*TASK REQUIREMENTS*. Return each line of the entries that mentions the word "StorageError".

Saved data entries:
·····
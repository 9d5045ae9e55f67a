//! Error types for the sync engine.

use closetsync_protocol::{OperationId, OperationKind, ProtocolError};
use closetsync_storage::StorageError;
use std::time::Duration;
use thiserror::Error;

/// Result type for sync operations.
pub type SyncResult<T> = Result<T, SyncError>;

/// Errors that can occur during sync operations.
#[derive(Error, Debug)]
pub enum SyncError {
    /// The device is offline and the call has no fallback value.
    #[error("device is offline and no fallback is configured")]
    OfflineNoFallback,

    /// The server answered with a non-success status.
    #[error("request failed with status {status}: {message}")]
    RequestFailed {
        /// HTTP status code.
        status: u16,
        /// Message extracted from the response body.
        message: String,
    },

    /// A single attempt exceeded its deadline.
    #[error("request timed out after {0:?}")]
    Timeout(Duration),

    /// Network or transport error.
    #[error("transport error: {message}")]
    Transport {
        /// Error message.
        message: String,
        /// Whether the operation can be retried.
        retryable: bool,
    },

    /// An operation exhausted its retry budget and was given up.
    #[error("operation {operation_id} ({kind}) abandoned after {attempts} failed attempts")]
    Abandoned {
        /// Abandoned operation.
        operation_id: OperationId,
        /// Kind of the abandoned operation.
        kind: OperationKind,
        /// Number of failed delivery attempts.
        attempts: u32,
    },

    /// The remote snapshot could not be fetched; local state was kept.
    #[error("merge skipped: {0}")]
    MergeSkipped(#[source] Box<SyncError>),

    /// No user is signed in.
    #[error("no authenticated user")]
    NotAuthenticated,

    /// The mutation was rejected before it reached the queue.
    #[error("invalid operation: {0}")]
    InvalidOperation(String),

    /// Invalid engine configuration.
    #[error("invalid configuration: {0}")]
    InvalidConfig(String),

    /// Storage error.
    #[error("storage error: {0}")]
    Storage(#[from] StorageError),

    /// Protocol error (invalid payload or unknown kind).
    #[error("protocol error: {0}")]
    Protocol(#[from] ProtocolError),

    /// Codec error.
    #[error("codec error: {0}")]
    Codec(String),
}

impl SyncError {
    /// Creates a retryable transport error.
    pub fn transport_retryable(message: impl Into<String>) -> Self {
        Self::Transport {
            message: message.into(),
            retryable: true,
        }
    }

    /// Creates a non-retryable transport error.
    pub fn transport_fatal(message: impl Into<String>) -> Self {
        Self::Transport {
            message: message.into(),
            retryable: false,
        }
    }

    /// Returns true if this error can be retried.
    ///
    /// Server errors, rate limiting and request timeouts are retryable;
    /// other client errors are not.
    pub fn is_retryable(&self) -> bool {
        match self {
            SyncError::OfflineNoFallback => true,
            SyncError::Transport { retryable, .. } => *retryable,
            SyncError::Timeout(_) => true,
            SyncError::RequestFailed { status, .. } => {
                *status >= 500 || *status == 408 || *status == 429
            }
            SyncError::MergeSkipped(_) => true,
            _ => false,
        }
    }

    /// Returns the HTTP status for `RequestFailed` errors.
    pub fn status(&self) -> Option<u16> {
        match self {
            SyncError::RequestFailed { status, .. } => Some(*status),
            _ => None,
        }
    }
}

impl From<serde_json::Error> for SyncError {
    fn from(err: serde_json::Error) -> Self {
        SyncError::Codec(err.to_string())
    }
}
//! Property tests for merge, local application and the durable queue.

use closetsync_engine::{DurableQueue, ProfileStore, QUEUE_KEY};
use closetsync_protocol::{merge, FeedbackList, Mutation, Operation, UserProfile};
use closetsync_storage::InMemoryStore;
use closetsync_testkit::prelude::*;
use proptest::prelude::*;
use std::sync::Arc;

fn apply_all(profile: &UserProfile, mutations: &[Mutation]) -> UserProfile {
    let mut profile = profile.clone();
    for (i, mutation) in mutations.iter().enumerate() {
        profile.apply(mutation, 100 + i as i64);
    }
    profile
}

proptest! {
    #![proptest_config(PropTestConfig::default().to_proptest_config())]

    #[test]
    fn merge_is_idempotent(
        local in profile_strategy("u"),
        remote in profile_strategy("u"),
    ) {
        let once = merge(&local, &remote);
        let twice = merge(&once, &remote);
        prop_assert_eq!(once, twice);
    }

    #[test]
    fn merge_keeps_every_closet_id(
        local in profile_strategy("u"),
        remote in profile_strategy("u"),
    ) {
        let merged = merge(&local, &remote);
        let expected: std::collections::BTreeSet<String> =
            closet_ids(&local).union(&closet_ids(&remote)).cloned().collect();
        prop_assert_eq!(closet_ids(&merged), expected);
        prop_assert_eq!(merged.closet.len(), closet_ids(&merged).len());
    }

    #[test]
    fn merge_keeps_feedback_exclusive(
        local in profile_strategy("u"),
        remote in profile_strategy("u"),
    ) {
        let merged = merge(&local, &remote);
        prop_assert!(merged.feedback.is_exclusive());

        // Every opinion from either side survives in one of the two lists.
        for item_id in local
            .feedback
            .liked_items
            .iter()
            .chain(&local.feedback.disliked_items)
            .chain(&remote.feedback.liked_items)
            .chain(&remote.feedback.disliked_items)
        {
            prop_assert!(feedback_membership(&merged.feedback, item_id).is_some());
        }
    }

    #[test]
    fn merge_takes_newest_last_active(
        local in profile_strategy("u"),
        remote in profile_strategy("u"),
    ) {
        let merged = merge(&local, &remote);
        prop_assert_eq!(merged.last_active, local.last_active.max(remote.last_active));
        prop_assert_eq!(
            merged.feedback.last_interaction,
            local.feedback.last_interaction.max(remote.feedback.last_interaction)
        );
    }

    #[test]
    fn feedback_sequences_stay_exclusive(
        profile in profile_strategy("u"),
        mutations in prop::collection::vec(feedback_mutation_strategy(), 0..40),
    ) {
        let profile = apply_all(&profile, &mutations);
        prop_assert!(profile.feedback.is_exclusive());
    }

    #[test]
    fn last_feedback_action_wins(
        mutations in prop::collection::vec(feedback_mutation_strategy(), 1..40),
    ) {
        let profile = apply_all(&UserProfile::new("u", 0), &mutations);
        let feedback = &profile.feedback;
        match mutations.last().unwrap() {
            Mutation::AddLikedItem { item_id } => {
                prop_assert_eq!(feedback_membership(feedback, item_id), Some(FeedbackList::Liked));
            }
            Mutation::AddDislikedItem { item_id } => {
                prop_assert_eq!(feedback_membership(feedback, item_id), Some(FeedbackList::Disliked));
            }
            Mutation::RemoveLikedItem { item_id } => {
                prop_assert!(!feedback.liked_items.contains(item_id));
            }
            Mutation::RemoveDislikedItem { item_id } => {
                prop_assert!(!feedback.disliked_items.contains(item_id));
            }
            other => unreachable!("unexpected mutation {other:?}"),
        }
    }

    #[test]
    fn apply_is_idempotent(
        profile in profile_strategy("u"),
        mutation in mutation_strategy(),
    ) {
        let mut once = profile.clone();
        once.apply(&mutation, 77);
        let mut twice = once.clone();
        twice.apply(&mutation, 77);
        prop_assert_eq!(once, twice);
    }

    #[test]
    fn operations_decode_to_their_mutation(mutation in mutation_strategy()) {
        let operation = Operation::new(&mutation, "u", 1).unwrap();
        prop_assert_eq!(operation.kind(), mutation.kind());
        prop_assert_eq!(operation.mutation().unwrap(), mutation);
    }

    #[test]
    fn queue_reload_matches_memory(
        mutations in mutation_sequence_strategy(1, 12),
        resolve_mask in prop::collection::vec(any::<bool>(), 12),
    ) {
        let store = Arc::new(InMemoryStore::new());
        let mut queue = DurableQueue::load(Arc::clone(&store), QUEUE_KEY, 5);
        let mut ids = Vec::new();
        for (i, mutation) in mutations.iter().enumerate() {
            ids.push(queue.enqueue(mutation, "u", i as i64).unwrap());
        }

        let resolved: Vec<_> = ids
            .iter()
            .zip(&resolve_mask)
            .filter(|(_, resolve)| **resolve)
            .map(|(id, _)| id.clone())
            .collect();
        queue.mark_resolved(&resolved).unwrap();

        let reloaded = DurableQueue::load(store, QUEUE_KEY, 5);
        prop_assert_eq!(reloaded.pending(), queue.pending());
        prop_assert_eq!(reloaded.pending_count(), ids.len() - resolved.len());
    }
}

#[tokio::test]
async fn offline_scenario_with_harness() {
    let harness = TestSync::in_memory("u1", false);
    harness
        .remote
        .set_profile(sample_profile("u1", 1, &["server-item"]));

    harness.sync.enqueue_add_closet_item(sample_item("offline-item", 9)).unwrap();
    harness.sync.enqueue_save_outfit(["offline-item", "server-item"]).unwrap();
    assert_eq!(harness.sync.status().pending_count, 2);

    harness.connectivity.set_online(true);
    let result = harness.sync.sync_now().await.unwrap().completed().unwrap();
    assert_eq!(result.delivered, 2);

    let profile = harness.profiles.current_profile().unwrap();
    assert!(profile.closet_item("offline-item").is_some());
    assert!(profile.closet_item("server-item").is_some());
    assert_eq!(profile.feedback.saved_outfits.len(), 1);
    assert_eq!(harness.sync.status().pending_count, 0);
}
·····
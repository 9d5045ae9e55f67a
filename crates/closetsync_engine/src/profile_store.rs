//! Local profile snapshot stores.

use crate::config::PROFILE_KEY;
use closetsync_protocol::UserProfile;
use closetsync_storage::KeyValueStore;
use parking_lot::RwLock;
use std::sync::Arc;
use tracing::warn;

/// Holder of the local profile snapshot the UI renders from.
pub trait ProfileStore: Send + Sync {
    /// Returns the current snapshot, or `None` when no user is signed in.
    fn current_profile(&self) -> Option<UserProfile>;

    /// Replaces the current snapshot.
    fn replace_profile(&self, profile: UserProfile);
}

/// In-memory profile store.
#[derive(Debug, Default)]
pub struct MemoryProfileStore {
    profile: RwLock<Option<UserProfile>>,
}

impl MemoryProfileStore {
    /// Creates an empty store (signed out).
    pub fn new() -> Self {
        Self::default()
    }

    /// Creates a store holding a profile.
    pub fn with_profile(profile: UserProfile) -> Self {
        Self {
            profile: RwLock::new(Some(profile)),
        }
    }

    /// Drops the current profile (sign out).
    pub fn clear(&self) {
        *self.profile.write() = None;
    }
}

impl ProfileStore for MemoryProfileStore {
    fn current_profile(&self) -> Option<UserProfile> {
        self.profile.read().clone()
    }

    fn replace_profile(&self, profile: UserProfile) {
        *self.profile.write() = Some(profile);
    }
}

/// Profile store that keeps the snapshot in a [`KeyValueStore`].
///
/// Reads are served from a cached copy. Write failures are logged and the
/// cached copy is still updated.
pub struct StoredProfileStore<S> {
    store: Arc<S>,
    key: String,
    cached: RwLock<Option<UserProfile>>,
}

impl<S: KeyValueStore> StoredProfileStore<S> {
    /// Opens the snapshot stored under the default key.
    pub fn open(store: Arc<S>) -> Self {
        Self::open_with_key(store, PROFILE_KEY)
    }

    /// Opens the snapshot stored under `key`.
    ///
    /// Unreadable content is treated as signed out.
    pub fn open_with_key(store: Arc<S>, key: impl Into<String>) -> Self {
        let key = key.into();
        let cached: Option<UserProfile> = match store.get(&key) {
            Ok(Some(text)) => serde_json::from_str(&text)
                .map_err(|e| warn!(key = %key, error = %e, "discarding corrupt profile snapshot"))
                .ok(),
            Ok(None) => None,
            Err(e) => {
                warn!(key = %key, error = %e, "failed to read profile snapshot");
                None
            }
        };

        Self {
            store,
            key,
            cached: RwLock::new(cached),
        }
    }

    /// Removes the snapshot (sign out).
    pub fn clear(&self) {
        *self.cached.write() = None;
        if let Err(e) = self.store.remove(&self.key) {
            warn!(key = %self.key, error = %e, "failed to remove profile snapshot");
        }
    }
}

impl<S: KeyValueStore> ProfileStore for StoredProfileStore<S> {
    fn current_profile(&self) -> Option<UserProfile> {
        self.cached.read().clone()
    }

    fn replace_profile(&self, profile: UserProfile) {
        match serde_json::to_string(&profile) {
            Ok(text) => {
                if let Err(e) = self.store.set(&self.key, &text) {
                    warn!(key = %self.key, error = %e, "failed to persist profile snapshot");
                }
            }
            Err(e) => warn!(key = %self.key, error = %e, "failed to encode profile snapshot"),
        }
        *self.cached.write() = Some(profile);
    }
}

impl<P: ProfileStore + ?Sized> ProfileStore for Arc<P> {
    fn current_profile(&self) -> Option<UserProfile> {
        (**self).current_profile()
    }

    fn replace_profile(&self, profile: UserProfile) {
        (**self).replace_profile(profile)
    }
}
·····
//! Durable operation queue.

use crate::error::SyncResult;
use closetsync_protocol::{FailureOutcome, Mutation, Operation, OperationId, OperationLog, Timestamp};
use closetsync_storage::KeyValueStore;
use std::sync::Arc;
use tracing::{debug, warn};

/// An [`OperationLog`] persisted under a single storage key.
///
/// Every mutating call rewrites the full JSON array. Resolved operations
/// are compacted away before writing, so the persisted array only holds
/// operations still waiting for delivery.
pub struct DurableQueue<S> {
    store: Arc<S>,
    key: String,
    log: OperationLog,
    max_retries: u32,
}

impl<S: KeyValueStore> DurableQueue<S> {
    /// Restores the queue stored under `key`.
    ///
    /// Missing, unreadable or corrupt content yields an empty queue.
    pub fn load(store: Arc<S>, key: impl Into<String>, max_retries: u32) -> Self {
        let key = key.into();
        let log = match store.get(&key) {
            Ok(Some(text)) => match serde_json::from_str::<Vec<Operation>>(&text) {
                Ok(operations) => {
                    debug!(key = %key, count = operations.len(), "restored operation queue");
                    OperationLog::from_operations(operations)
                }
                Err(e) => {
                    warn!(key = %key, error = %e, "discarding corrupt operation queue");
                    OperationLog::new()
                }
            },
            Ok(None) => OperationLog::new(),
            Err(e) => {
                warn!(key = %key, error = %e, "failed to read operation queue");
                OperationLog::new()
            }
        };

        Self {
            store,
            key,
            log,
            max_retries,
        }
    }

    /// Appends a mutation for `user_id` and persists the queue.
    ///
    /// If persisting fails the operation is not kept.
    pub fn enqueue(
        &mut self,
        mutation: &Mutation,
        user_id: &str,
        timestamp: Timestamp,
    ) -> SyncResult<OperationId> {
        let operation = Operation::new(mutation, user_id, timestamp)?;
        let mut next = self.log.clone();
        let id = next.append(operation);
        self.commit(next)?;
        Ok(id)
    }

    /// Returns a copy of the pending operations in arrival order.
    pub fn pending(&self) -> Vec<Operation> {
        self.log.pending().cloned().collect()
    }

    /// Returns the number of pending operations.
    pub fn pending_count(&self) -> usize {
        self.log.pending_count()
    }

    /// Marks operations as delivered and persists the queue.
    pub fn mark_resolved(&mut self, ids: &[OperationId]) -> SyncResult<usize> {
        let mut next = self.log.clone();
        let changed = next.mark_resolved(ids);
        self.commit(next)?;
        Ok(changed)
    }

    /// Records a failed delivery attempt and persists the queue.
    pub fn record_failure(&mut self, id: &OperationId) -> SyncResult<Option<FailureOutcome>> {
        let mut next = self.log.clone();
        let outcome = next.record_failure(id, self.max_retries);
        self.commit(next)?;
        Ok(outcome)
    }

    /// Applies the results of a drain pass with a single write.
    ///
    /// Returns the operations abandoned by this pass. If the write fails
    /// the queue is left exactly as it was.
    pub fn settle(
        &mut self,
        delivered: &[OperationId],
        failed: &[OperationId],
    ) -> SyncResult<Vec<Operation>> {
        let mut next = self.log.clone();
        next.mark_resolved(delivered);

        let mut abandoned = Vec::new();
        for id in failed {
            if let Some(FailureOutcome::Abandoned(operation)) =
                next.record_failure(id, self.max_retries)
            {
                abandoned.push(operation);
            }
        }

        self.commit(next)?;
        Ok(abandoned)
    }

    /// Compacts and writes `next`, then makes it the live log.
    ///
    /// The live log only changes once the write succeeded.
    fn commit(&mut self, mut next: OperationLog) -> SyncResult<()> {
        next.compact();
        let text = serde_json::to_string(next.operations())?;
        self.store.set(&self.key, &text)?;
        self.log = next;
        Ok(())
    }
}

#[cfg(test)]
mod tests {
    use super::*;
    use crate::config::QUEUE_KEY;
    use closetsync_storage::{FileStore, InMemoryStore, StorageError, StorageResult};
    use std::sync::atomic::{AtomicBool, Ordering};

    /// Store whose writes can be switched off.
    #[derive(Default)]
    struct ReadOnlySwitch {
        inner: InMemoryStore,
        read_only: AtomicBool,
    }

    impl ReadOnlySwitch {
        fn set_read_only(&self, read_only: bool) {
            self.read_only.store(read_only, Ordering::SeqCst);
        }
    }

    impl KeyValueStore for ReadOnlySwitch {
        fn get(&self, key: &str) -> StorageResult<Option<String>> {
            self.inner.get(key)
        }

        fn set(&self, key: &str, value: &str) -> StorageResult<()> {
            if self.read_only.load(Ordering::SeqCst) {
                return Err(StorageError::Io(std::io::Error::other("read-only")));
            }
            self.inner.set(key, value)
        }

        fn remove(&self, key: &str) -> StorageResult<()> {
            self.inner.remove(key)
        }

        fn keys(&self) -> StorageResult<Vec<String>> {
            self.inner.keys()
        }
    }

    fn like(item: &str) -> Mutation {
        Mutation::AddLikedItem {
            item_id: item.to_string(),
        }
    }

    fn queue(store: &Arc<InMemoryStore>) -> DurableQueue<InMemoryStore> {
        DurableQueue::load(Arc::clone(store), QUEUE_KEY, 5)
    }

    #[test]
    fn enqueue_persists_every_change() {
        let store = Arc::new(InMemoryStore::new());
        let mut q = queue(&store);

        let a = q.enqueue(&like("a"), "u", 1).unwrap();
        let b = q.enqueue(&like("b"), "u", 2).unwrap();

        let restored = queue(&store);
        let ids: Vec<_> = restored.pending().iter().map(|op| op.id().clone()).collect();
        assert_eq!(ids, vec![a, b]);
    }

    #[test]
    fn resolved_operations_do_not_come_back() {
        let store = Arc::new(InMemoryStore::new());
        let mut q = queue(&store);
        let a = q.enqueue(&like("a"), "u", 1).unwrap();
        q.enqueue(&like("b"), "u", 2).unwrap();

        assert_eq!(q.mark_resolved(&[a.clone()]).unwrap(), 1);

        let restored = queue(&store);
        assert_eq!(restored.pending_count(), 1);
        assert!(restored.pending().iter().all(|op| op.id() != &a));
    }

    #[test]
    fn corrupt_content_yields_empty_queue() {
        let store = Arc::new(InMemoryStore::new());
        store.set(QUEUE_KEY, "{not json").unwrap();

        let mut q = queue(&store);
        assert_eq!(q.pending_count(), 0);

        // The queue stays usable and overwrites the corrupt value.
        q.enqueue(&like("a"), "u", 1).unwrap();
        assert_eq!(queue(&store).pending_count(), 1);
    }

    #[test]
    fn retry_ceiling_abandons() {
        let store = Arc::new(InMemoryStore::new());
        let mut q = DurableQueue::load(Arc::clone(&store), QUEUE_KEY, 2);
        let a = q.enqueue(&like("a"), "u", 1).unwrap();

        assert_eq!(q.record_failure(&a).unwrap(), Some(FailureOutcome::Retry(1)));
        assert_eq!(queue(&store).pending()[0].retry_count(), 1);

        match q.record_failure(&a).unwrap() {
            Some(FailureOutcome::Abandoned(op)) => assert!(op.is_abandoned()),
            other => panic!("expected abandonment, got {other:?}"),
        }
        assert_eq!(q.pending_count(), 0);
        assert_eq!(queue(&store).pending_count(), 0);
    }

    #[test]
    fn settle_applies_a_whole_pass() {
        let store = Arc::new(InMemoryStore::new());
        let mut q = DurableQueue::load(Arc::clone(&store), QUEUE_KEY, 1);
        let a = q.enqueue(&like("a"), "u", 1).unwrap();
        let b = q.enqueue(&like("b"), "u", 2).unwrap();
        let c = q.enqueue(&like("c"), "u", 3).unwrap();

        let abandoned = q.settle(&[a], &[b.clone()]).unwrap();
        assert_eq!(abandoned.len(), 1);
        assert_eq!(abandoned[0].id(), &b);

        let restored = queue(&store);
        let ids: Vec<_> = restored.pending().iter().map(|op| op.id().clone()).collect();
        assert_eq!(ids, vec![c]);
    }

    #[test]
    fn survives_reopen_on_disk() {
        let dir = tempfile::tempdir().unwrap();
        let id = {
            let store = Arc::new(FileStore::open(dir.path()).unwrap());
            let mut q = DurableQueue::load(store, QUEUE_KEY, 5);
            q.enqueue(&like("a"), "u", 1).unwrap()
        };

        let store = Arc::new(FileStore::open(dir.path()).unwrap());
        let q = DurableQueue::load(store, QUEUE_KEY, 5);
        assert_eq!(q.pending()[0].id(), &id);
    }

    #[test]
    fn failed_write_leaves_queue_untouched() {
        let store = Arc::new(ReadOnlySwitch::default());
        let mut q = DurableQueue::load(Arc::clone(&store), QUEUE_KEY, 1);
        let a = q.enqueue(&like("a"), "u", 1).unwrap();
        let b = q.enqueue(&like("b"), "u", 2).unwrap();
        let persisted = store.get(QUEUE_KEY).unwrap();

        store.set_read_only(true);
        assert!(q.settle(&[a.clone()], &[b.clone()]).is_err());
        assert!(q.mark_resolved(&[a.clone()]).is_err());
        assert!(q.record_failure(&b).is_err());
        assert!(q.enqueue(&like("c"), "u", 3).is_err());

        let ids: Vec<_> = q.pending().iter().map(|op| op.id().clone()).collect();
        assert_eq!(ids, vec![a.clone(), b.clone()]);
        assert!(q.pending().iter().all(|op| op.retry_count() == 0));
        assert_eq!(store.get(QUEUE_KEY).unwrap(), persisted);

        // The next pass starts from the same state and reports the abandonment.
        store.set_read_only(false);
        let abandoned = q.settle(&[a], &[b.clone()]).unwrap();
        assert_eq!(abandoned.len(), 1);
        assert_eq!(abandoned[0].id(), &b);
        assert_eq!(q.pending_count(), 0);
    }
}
·····
*ANSWER FOR THIS EXERCISE*.
use closetsync_storage::StorageError;
    Storage(#[from] StorageError),
    use closetsync_storage::{FileStore, InMemoryStore, StorageError, StorageResult};
                return Err(StorageError::Io(std::io::Error::other("read-only")));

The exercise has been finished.